Only the lines that contain the string "InMemoryIndex" belong in the answer; pull them from the records.

#### Source records

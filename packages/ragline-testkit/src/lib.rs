//! In-memory collaborators for exercising the answer pipeline without Qdrant or model APIs.

use std::{
	collections::HashMap,
	sync::{
		Arc,
		atomic::{AtomicBool, AtomicUsize, Ordering},
	},
	time::Duration,
};

use parking_lot::Mutex;
use serde_json::Map;

use ragline_config::{
	Cache, Concurrency, Config, Context, EmbeddingProviderConfig, LlmProviderConfig, Normalizer,
	ProviderConfig, Providers, Qdrant, Rerank, Retrieval, Service, Storage,
};
use ragline_domain::{ChunkMetadata, IndexHit, QueryFilters};
use ragline_service::{
	BoxFuture, Collaborators, EmbeddingProvider, Error, GenerationProvider, KeywordIndex,
	RaglineService, RerankProvider, Result, Summarizer, VectorIndex,
};

pub const TEST_DIMENSIONS: u32 = 64;

/// Config with small vectors, millisecond retry backoff, and an HR-flavored vocabulary.
pub fn test_config() -> Config {
	let mut synonyms = HashMap::new();

	synonyms.insert("pto".to_string(), vec!["paid time off".to_string()]);

	Config {
		service: Service {
			http_bind: "127.0.0.1:0".to_string(),
			log_level: "info".to_string(),
			request_deadline_ms: 2_000,
		},
		storage: Storage {
			qdrant: Qdrant {
				url: "http://127.0.0.1:6334".to_string(),
				collection: "ragline_test".to_string(),
				vector_dim: TEST_DIMENSIONS,
			},
		},
		providers: Providers {
			embedding: EmbeddingProviderConfig {
				provider_id: "test".to_string(),
				api_base: "http://127.0.0.1:1".to_string(),
				api_key: "test-key".to_string(),
				path: "/embeddings".to_string(),
				model: "hash".to_string(),
				dimensions: TEST_DIMENSIONS,
				timeout_ms: 1_000,
				default_headers: Map::new(),
			},
			rerank: ProviderConfig {
				provider_id: "test".to_string(),
				api_base: "http://127.0.0.1:1".to_string(),
				api_key: "test-key".to_string(),
				path: "/rerank".to_string(),
				model: "scripted".to_string(),
				timeout_ms: 1_000,
				default_headers: Map::new(),
			},
			generation: llm_provider("/chat/completions"),
			summarizer: llm_provider("/chat/completions"),
		},
		retrieval: Retrieval { retry_base_backoff_ms: 1, ..Default::default() },
		rerank: Rerank::default(),
		context: Context::default(),
		cache: Cache::default(),
		concurrency: Concurrency::default(),
		normalizer: Normalizer {
			dictionary: vec![
				"vacation".to_string(),
				"policy".to_string(),
				"reimbursement".to_string(),
				"expense".to_string(),
			],
			synonyms,
			departments: vec!["finance".to_string(), "hr".to_string()],
			regions: vec!["emea".to_string()],
			..Default::default()
		},
	}
}

fn llm_provider(path: &str) -> LlmProviderConfig {
	LlmProviderConfig {
		provider_id: "test".to_string(),
		api_base: "http://127.0.0.1:1".to_string(),
		api_key: "test-key".to_string(),
		path: path.to_string(),
		model: "scripted".to_string(),
		temperature: 0.0,
		timeout_ms: 1_000,
		default_headers: Map::new(),
	}
}

/// Lowercased alphanumeric words of `text`.
pub fn words(text: &str) -> Vec<String> {
	text.split(|ch: char| !ch.is_alphanumeric())
		.filter(|word| !word.is_empty())
		.map(str::to_lowercase)
		.collect()
}

/// Bag-of-words vector: each word bumps one blake3-chosen dimension. Unit length.
pub fn hash_embedding(text: &str, dimensions: usize) -> Vec<f32> {
	let dimensions = dimensions.max(1);
	let mut vector = vec![0.0_f32; dimensions];

	for word in words(text) {
		let digest = blake3::hash(word.as_bytes());
		let bytes = digest.as_bytes();
		let mut head = [0_u8; 8];

		head.copy_from_slice(&bytes[..8]);

		let slot = (u64::from_le_bytes(head) % dimensions as u64) as usize;

		vector[slot] += 1.0;
	}

	let norm = vector.iter().map(|value| value * value).sum::<f32>().sqrt();

	if norm > 0.0 {
		for value in &mut vector {
			*value /= norm;
		}
	}

	vector
}

pub fn chunk_hit(chunk_id: &str, document_id: &str, text: &str, groups: &[&str]) -> IndexHit {
	IndexHit {
		chunk_id: chunk_id.to_string(),
		document_id: document_id.to_string(),
		text: text.to_string(),
		score: 0.0,
		metadata: ChunkMetadata {
			acl_groups: groups.iter().map(|group| group.to_string()).collect(),
			..Default::default()
		},
	}
}

fn unavailable(what: &str) -> Error {
	Error::Storage { message: format!("{what} is unavailable") }
}

struct IndexedChunk {
	hit: IndexHit,
	embedding: Vec<f32>,
}

/// Both index traits over one in-memory chunk list.
///
/// Department, region, and ACL filters are pushed down as the real index does; date ranges
/// are not. Scripted results, when set, replace the computed ranking for that modality.
pub struct InMemoryIndex {
	dimensions: usize,
	chunks: Mutex<Vec<IndexedChunk>>,
	vector_script: Mutex<Option<Vec<IndexHit>>>,
	keyword_script: Mutex<Option<Vec<IndexHit>>>,
	vector_calls: AtomicUsize,
	keyword_calls: AtomicUsize,
	fail_vector: AtomicBool,
	fail_keyword: AtomicBool,
	ignore_filters: AtomicBool,
}
impl InMemoryIndex {
	pub fn new(dimensions: u32) -> Self {
		Self {
			dimensions: dimensions as usize,
			chunks: Mutex::new(Vec::new()),
			vector_script: Mutex::new(None),
			keyword_script: Mutex::new(None),
			vector_calls: AtomicUsize::new(0),
			keyword_calls: AtomicUsize::new(0),
			fail_vector: AtomicBool::new(false),
			fail_keyword: AtomicBool::new(false),
			ignore_filters: AtomicBool::new(false),
		}
	}

	pub fn insert(&self, hit: IndexHit) {
		let embedding = hash_embedding(&hit.text, self.dimensions);

		self.chunks.lock().push(IndexedChunk { hit, embedding });
	}

	pub fn script_vector(&self, hits: Vec<IndexHit>) {
		*self.vector_script.lock() = Some(hits);
	}

	pub fn script_keyword(&self, hits: Vec<IndexHit>) {
		*self.keyword_script.lock() = Some(hits);
	}

	pub fn fail_vector(&self, fail: bool) {
		self.fail_vector.store(fail, Ordering::SeqCst);
	}

	pub fn fail_keyword(&self, fail: bool) {
		self.fail_keyword.store(fail, Ordering::SeqCst);
	}

	/// Returns every chunk regardless of filters, like a misconfigured index would.
	pub fn ignore_filters(&self, ignore: bool) {
		self.ignore_filters.store(ignore, Ordering::SeqCst);
	}

	pub fn vector_calls(&self) -> usize {
		self.vector_calls.load(Ordering::SeqCst)
	}

	pub fn keyword_calls(&self) -> usize {
		self.keyword_calls.load(Ordering::SeqCst)
	}

	pub fn search_calls(&self) -> usize {
		self.vector_calls() + self.keyword_calls()
	}

	fn pushed_down(&self, filters: &QueryFilters, metadata: &ChunkMetadata) -> bool {
		if self.ignore_filters.load(Ordering::SeqCst) {
			return true;
		}

		QueryFilters { date_range: None, ..filters.clone() }.admits(metadata)
	}

	fn ranked<F>(
		&self,
		script: &Mutex<Option<Vec<IndexHit>>>,
		filters: &QueryFilters,
		top_k: u32,
		mut score: F,
	) -> Vec<IndexHit>
	where
		F: FnMut(&IndexedChunk) -> f32,
	{
		if let Some(hits) = script.lock().clone() {
			return hits
				.into_iter()
				.filter(|hit| self.pushed_down(filters, &hit.metadata))
				.take(top_k as usize)
				.collect();
		}

		let chunks = self.chunks.lock();
		let mut hits: Vec<IndexHit> = chunks
			.iter()
			.filter(|chunk| self.pushed_down(filters, &chunk.hit.metadata))
			.filter_map(|chunk| {
				let value = score(chunk);

				(value > 0.0).then(|| IndexHit { score: value, ..chunk.hit.clone() })
			})
			.collect();

		hits.sort_by(|a, b| b.score.total_cmp(&a.score).then_with(|| a.chunk_id.cmp(&b.chunk_id)));
		hits.truncate(top_k as usize);

		hits
	}
}
impl VectorIndex for InMemoryIndex {
	fn search_vectors<'a>(
		&'a self,
		vector: &'a [f32],
		filters: &'a QueryFilters,
		top_k: u32,
	) -> BoxFuture<'a, Result<Vec<IndexHit>>> {
		self.vector_calls.fetch_add(1, Ordering::SeqCst);

		Box::pin(async move {
			if self.fail_vector.load(Ordering::SeqCst) {
				return Err(unavailable("vector index"));
			}

			Ok(self.ranked(&self.vector_script, filters, top_k, |chunk| {
				chunk.embedding.iter().zip(vector).map(|(l, r)| l * r).sum()
			}))
		})
	}
}
impl KeywordIndex for InMemoryIndex {
	fn search_keywords<'a>(
		&'a self,
		text: &'a str,
		filters: &'a QueryFilters,
		top_k: u32,
	) -> BoxFuture<'a, Result<Vec<IndexHit>>> {
		self.keyword_calls.fetch_add(1, Ordering::SeqCst);

		Box::pin(async move {
			if self.fail_keyword.load(Ordering::SeqCst) {
				return Err(unavailable("keyword index"));
			}

			let terms = words(text);

			Ok(self.ranked(&self.keyword_script, filters, top_k, |chunk| {
				let chunk_words = words(&chunk.hit.text);

				terms.iter().filter(|term| chunk_words.contains(term)).count() as f32
			}))
		})
	}
}

#[derive(Default)]
pub struct HashEmbedding {
	calls: AtomicUsize,
	fail: AtomicBool,
}
impl HashEmbedding {
	pub fn fail(&self, fail: bool) {
		self.fail.store(fail, Ordering::SeqCst);
	}

	pub fn calls(&self) -> usize {
		self.calls.load(Ordering::SeqCst)
	}
}
impl EmbeddingProvider for HashEmbedding {
	fn embed<'a>(
		&'a self,
		cfg: &'a EmbeddingProviderConfig,
		texts: &'a [String],
	) -> BoxFuture<'a, Result<Vec<Vec<f32>>>> {
		self.calls.fetch_add(1, Ordering::SeqCst);

		Box::pin(async move {
			if self.fail.load(Ordering::SeqCst) {
				return Err(Error::Provider { message: "embedding provider is down".to_string() });
			}

			Ok(texts.iter().map(|text| hash_embedding(text, cfg.dimensions as usize)).collect())
		})
	}
}

/// Scores a document by the share of query words it contains, unless a fixed score was set
/// for that exact document text.
#[derive(Default)]
pub struct ScriptedRerank {
	scores: Mutex<HashMap<String, f32>>,
	calls: AtomicUsize,
	fail: AtomicBool,
}
impl ScriptedRerank {
	pub fn set_score(&self, text: &str, score: f32) {
		self.scores.lock().insert(text.to_string(), score);
	}

	pub fn fail(&self, fail: bool) {
		self.fail.store(fail, Ordering::SeqCst);
	}

	pub fn calls(&self) -> usize {
		self.calls.load(Ordering::SeqCst)
	}
}
impl RerankProvider for ScriptedRerank {
	fn rerank<'a>(
		&'a self,
		_cfg: &'a ProviderConfig,
		query: &'a str,
		docs: &'a [String],
	) -> BoxFuture<'a, Result<Vec<f32>>> {
		self.calls.fetch_add(1, Ordering::SeqCst);

		if self.fail.load(Ordering::SeqCst) {
			return Box::pin(async { Err(Error::Provider { message: "reranker is down".to_string() }) });
		}

		let terms = words(query);
		let scripted = self.scores.lock();
		let scores: Vec<f32> = docs
			.iter()
			.map(|doc| {
				if let Some(score) = scripted.get(doc) {
					return *score;
				}

				let doc_words = words(doc);
				let matched = terms.iter().filter(|term| doc_words.contains(term)).count();

				matched as f32 / terms.len().max(1) as f32
			})
			.collect();

		Box::pin(async move { Ok(scores) })
	}
}

/// Keeps the first `target_tokens` words of the input.
#[derive(Default)]
pub struct StubSummarizer {
	calls: AtomicUsize,
	fail: AtomicBool,
}
impl StubSummarizer {
	pub fn fail(&self, fail: bool) {
		self.fail.store(fail, Ordering::SeqCst);
	}

	pub fn calls(&self) -> usize {
		self.calls.load(Ordering::SeqCst)
	}
}
impl Summarizer for StubSummarizer {
	fn summarize<'a>(
		&'a self,
		_cfg: &'a LlmProviderConfig,
		text: &'a str,
		target_tokens: u32,
	) -> BoxFuture<'a, Result<String>> {
		self.calls.fetch_add(1, Ordering::SeqCst);

		Box::pin(async move {
			if self.fail.load(Ordering::SeqCst) {
				return Err(Error::Provider { message: "summarizer is down".to_string() });
			}

			Ok(words(text).into_iter().take(target_tokens as usize).collect::<Vec<_>>().join(" "))
		})
	}
}

/// Returns a fixed reply and records every prompt it was sent.
pub struct ScriptedGenerator {
	reply: Mutex<String>,
	prompts: Mutex<Vec<String>>,
	delay: Mutex<Option<Duration>>,
	fail: AtomicBool,
}
impl ScriptedGenerator {
	pub fn new(reply: &str) -> Self {
		Self {
			reply: Mutex::new(reply.to_string()),
			prompts: Mutex::new(Vec::new()),
			delay: Mutex::new(None),
			fail: AtomicBool::new(false),
		}
	}

	pub fn set_reply(&self, reply: &str) {
		*self.reply.lock() = reply.to_string();
	}

	pub fn set_delay(&self, delay: Duration) {
		*self.delay.lock() = Some(delay);
	}

	pub fn fail(&self, fail: bool) {
		self.fail.store(fail, Ordering::SeqCst);
	}

	pub fn calls(&self) -> usize {
		self.prompts.lock().len()
	}

	pub fn last_prompt(&self) -> Option<String> {
		self.prompts.lock().last().cloned()
	}
}
impl GenerationProvider for ScriptedGenerator {
	fn generate<'a>(
		&'a self,
		_cfg: &'a LlmProviderConfig,
		prompt: &'a str,
	) -> BoxFuture<'a, Result<String>> {
		self.prompts.lock().push(prompt.to_string());

		let delay = *self.delay.lock();
		let reply = self.reply.lock().clone();

		Box::pin(async move {
			if let Some(delay) = delay {
				tokio::time::sleep(delay).await;
			}
			if self.fail.load(Ordering::SeqCst) {
				return Err(Error::Provider { message: "generator is down".to_string() });
			}

			Ok(reply)
		})
	}
}

/// One of each double, shared with the service under test so tests can steer and inspect
/// them.
pub struct Doubles {
	pub index: Arc<InMemoryIndex>,
	pub embedding: Arc<HashEmbedding>,
	pub rerank: Arc<ScriptedRerank>,
	pub summarizer: Arc<StubSummarizer>,
	pub generator: Arc<ScriptedGenerator>,
}
impl Doubles {
	pub fn new() -> Self {
		Self {
			index: Arc::new(InMemoryIndex::new(TEST_DIMENSIONS)),
			embedding: Arc::new(HashEmbedding::default()),
			rerank: Arc::new(ScriptedRerank::default()),
			summarizer: Arc::new(StubSummarizer::default()),
			generator: Arc::new(ScriptedGenerator::new("See [Source 1].")),
		}
	}

	pub fn collaborators(&self) -> Collaborators {
		Collaborators {
			vector: self.index.clone(),
			keyword: self.index.clone(),
			embedding: self.embedding.clone(),
			rerank: self.rerank.clone(),
			summarizer: self.summarizer.clone(),
			generation: self.generator.clone(),
		}
	}

	pub fn service(&self, cfg: Config) -> RaglineService {
		RaglineService::new(cfg, self.collaborators())
	}
}
impl Default for Doubles {
	fn default() -> Self {
		Self::new()
	}
}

########

Result below
pub struct InMemoryIndex {
impl InMemoryIndex {
impl VectorIndex for InMemoryIndex {
impl KeywordIndex for InMemoryIndex {
	pub index: Arc<InMemoryIndex>,
			index: Arc::new(InMemoryIndex::new(TEST_DIMENSIONS)),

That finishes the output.